ROS-responsive ecdysterone nanodelivery system ameliorates Alzheimer's disease via synergistic modulation of oxidative stress and amyloid-β deposition

Alzheimer's disease (AD), a prototypical neurodegenerative disorder, is pathologically characterized by amyloid-β (Aβ) deposition, hyperphosphorylated Tau protein accumulation, and oxidative stress cascades. Current therapeutic strategies are constrained by limited blood-brain barrier (BBB) penetration efficiency and insufficient targeting specificity. This study developed a brain-targeting intelligent nanodelivery system (CC-Ang@ECR) based on the natural pleiotropic neuroprotectant ecdysterone (ECR) to synergistically modulate AD pathological networks. The system employs carboxymethyl chitosan (CMCS) as the backbone, functionalized with hydrophobic 4-carboxyphenylboronic acid (CPBA) to construct a ROS-responsive amphiphilic polymer (CMCS-CPBA, abbreviated as CC), and further modified with Ang-2 peptide for targeted engagement of LRP receptors on BBB endothelial cells, enabling efficient brain delivery.

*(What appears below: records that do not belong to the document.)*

//! Mapping of absolute timestamps onto the visible part of the trace.

use serde::{Deserialize, Serialize};

use crate::types::TimePoint;

/// Absolute time range of a trace.
#[derive(Debug, Clone, Copy, PartialEq, Serialize, Deserialize)]
pub struct TraceBounds {
    pub start: TimePoint,
    pub end: TimePoint,
}

impl TraceBounds {
    pub fn new(start: TimePoint, end: TimePoint) -> TraceBounds {
        TraceBounds { start, end }
    }

    pub fn union(&self, other: &TraceBounds) -> TraceBounds {
        TraceBounds {
            start: self.start.min(other.start),
            end: self.end.max(other.end),
        }
    }

    pub fn duration(&self) -> TimePoint {
        self.end - self.start
    }
}

/// Part of the trace that is visible, as fractions of the whole trace.
#[derive(Debug, Clone, Copy, PartialEq, Serialize, Deserialize)]
pub struct ViewWindow {
    pub start: f64,
    pub end: f64,
}

impl Default for ViewWindow {
    fn default() -> Self {
        ViewWindow {
            start: 0.0,
            end: 1.0,
        }
    }
}

impl ViewWindow {
    pub fn new(start: f64, end: f64) -> ViewWindow {
        ViewWindow {
            start: start.clamp(0.0, 1.0),
            end: end.clamp(0.0, 1.0),
        }
    }
}

#[derive(Debug, Clone, Copy, PartialEq, Eq, Serialize, Deserialize)]
#[serde(rename_all = "snake_case")]
pub enum BoundsKind {
    Stable,
    TimestampsEqual,
    /// The span ends before it starts. Displayed with zero width.
    TimestampsReversed,
    /// The trace or the view window has no duration.
    InvalidViewWindow,
}

/// Horizontal position of a row, fractions of the view window in `[0, 1]`.
#[derive(Debug, Clone, Copy, PartialEq, Serialize, Deserialize)]
pub struct SpanBounds {
    pub kind: BoundsKind,
    pub start: f64,
    pub end: f64,
    pub is_visible_in_view: bool,
}

impl SpanBounds {
    pub fn width(&self) -> f64 {
        self.end - self.start
    }
}

#[derive(Debug, Clone, Copy, PartialEq)]
pub struct BoundsGenerator {
    view_start_timestamp: TimePoint,
    view_duration: TimePoint,
}

impl BoundsGenerator {
    pub fn new(trace_bounds: TraceBounds, view_window: ViewWindow) -> BoundsGenerator {
        let trace_duration = trace_bounds.duration();
        let view_start_timestamp = trace_bounds.start + view_window.start * trace_duration;
        let view_end_timestamp = trace_bounds.end - (1.0 - view_window.end) * trace_duration;

        BoundsGenerator {
            view_start_timestamp,
            view_duration: view_end_timestamp - view_start_timestamp,
        }
    }

    pub fn generate(&self, start: TimePoint, end: TimePoint) -> SpanBounds {
        if self.view_duration.is_nan() || self.view_duration <= 0.0 {
            return SpanBounds {
                kind: BoundsKind::InvalidViewWindow,
                start: 0.0,
                end: 0.0,
                is_visible_in_view: true,
            };
        }

        let raw_start = (start - self.view_start_timestamp) / self.view_duration;
        let raw_end = (end - self.view_start_timestamp) / self.view_duration;

        let kind = if end < start {
            BoundsKind::TimestampsReversed
        } else if end == start {
            BoundsKind::TimestampsEqual
        } else {
            BoundsKind::Stable
        };

        let clamped_start = clamp_fraction(raw_start);
        if kind == BoundsKind::TimestampsReversed {
            return SpanBounds {
                kind,
                start: clamped_start,
                end: clamped_start,
                is_visible_in_view: (0.0..=1.0).contains(&raw_start),
            };
        }

        SpanBounds {
            kind,
            start: clamped_start,
            end: clamp_fraction(raw_end),
            is_visible_in_view: raw_end >= 0.0 && raw_start <= 1.0,
        }
    }
}

fn clamp_fraction(x: f64) -> f64 {
    if x.is_nan() {
        return 0.0;
    }
    x.clamp(0.0, 1.0)
}

#[cfg(test)]
mod tests {
    use super::*;

    #[test]
    fn test_full_view_interpolation() {
        let generator = BoundsGenerator::new(TraceBounds::new(100.0, 110.0), ViewWindow::default());
        let bounds = generator.generate(102.0, 105.0);
        assert_eq!(bounds.kind, BoundsKind::Stable);
        assert!((bounds.start - 0.2).abs() < 1e-9);
        assert!((bounds.end - 0.5).abs() < 1e-9);
        assert!(bounds.is_visible_in_view);
    }

    #[test]
    fn test_zero_width_trace() {
        let generator = BoundsGenerator::new(TraceBounds::new(5.0, 5.0), ViewWindow::default());
        let bounds = generator.generate(5.0, 5.0);
        assert_eq!(bounds.kind, BoundsKind::InvalidViewWindow);
        assert_eq!(bounds.start, 0.0);
        assert_eq!(bounds.end, 0.0);
    }

    #[test]
    fn test_reversed_span_has_no_width() {
        let generator = BoundsGenerator::new(TraceBounds::new(0.0, 10.0), ViewWindow::default());
        let bounds = generator.generate(6.0, 4.0);
        assert_eq!(bounds.kind, BoundsKind::TimestampsReversed);
        assert_eq!(bounds.width(), 0.0);
        assert!((bounds.start - 0.6).abs() < 1e-9);
    }
}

The nanocarrier encapsulates hydrophobic ECR via hydrophobic interactions, achieves BBB transcytosis through Ang-2 peptide mediation, and releases ECR precisely in AD lesions via CPBA hydrolysis triggered by elevated ROS microenvironments. In vitro and in vivo studies demonstrate that CC-Ang@ECR effectively scavenges excessive ROS, suppresses oxidative stress, attenuates aberrant Aβ deposition, downregulates pro-inflammatory cytokines (IL-1β, IL-6 and TNF-α), inhibits neuronal apoptosis, and ultimately ameliorates cognitive and motor impairments. This system overcomes the BBB limitations and off-target risks inherent to conventional therapies, providing an innovative solution for synergistic AD therapy.